- [Work instructions]:
Everything from the first line of the material below through the line containing "value wins over" must be retyped exactly, and nothing past it.

=== Material provided ===

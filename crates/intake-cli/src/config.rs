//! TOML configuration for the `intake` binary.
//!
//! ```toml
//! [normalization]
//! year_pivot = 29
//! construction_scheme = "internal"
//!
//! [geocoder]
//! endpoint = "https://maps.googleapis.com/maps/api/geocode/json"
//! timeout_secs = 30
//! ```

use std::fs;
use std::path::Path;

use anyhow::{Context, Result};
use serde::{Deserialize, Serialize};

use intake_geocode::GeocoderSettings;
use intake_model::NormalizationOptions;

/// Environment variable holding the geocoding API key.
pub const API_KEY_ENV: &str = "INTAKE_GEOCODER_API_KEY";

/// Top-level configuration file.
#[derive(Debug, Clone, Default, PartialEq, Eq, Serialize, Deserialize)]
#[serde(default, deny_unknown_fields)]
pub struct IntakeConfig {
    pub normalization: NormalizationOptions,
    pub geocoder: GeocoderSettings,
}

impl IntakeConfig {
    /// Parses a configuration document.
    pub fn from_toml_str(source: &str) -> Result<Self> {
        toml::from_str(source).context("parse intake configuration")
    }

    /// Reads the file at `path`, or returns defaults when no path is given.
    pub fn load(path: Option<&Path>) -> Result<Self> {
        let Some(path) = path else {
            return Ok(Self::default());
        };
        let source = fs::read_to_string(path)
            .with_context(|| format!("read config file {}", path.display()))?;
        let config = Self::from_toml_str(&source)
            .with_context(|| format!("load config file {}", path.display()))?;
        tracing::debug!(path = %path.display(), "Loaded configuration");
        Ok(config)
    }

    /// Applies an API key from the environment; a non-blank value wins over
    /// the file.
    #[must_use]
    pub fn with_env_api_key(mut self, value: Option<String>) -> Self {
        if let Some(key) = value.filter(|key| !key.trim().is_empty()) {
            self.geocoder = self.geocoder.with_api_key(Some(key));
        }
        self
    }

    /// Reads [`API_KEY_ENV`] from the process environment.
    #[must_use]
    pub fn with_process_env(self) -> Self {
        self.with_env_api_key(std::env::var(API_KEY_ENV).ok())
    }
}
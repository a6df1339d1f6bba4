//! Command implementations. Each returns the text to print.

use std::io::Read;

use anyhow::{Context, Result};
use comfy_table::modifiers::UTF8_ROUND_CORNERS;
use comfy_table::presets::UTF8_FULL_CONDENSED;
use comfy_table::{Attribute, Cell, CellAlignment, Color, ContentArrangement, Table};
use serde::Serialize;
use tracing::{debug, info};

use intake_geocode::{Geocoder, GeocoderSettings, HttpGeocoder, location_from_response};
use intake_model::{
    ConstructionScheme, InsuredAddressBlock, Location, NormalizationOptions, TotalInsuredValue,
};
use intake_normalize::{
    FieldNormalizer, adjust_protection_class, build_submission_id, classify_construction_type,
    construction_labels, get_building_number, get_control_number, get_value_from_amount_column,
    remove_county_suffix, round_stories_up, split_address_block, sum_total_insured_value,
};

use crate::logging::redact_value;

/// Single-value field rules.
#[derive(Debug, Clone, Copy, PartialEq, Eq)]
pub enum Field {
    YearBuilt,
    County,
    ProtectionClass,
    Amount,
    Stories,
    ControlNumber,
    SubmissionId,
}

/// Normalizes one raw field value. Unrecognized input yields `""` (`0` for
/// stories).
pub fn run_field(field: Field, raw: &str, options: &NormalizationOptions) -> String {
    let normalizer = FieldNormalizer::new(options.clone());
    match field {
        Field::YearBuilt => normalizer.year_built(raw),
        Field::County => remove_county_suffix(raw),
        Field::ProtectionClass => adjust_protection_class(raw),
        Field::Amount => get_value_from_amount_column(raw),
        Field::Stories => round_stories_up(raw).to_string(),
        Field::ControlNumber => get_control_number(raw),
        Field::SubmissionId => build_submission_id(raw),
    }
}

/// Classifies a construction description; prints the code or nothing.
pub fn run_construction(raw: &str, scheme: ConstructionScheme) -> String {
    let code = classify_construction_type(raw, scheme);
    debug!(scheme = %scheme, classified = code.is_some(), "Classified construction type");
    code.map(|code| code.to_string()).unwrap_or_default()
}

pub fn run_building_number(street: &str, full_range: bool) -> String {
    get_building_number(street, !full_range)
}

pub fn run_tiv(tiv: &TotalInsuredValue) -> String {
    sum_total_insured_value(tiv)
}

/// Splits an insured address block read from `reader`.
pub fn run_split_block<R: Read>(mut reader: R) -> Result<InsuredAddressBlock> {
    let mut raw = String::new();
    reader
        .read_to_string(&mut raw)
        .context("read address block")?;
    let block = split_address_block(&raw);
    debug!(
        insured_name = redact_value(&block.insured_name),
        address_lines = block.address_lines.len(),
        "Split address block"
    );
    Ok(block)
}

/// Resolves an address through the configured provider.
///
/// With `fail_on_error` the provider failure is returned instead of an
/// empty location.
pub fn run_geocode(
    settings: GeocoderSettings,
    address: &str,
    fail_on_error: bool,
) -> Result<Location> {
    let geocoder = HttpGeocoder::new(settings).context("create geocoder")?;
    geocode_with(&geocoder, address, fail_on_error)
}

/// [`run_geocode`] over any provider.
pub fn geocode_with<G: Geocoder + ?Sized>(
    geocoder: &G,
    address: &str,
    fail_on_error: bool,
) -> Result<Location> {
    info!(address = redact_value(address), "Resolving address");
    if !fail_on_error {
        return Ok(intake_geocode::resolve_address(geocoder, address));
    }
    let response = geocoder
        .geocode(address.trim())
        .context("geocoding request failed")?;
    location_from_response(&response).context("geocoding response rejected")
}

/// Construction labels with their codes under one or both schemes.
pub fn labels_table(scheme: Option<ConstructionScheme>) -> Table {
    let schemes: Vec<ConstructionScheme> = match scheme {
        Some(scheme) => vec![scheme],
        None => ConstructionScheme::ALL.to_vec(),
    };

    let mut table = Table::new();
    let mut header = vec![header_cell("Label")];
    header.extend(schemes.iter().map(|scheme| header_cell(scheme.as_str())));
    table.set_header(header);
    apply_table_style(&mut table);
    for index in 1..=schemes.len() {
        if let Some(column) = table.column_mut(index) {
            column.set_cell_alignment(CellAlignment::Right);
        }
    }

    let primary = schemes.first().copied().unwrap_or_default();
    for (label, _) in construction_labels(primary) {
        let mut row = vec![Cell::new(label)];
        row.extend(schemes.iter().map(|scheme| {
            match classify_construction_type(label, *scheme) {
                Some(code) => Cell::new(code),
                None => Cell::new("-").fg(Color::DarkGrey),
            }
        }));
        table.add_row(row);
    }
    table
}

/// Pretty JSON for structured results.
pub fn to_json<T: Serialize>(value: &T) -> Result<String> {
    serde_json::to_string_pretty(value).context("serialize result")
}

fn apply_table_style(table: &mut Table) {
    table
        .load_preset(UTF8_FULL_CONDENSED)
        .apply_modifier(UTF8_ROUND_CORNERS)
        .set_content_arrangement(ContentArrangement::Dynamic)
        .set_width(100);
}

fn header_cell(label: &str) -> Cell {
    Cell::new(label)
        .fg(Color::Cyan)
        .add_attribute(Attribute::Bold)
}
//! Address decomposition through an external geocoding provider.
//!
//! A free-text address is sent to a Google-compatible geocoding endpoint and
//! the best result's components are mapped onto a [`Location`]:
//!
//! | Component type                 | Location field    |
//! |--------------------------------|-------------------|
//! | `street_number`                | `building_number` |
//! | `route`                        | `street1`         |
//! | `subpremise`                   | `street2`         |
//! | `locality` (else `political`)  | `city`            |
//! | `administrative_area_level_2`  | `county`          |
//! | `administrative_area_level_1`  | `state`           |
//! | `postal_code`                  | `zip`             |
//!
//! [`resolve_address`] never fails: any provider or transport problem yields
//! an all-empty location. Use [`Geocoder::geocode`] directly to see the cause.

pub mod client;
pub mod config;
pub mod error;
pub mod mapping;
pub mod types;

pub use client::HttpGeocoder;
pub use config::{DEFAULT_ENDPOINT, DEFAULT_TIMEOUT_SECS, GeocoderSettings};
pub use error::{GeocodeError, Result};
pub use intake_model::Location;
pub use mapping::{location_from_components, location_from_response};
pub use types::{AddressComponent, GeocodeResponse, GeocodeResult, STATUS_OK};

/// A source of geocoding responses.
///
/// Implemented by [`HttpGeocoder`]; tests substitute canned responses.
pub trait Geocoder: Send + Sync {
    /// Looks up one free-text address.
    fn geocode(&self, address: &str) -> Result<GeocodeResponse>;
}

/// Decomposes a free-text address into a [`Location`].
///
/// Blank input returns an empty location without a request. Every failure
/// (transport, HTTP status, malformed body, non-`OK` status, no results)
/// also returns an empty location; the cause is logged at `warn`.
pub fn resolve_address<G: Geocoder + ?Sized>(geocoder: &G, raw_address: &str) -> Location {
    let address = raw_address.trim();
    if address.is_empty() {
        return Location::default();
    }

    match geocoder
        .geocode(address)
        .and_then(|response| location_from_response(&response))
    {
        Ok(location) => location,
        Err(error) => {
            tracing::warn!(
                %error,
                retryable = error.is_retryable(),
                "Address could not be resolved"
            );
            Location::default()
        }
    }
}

===

- [Response to the task]:
filename crates/intake-cli/src/config.rs
//! TOML configuration for the `intake` binary.
//!
//! ```toml
//! [normalization]
//! year_pivot = 29
//! construction_scheme = "internal"
//!
//! [geocoder]
//! endpoint = "https://maps.googleapis.com/maps/api/geocode/json"
//! timeout_secs = 30
//! ```

use std::fs;
use std::path::Path;

use anyhow::{Context, Result};
use serde::{Deserialize, Serialize};

use intake_geocode::GeocoderSettings;
use intake_model::NormalizationOptions;

/// Environment variable holding the geocoding API key.
pub const API_KEY_ENV: &str = "INTAKE_GEOCODER_API_KEY";

/// Top-level configuration file.
#[derive(Debug, Clone, Default, PartialEq, Eq, Serialize, Deserialize)]
#[serde(default, deny_unknown_fields)]
pub struct IntakeConfig {
    pub normalization: NormalizationOptions,
    pub geocoder: GeocoderSettings,
}

impl IntakeConfig {
    /// Parses a configuration document.
    pub fn from_toml_str(source: &str) -> Result<Self> {
        toml::from_str(source).context("parse intake configuration")
    }

    /// Reads the file at `path`, or returns defaults when no path is given.
    pub fn load(path: Option<&Path>) -> Result<Self> {
        let Some(path) = path else {
            return Ok(Self::default());
        };
        let source = fs::read_to_string(path)
            .with_context(|| format!("read config file {}", path.display()))?;
        let config = Self::from_toml_str(&source)
            .with_context(|| format!("load config file {}", path.display()))?;
        tracing::debug!(path = %path.display(), "Loaded configuration");
        Ok(config)
    }

    /// Applies an API key from the environment; a non-blank value wins over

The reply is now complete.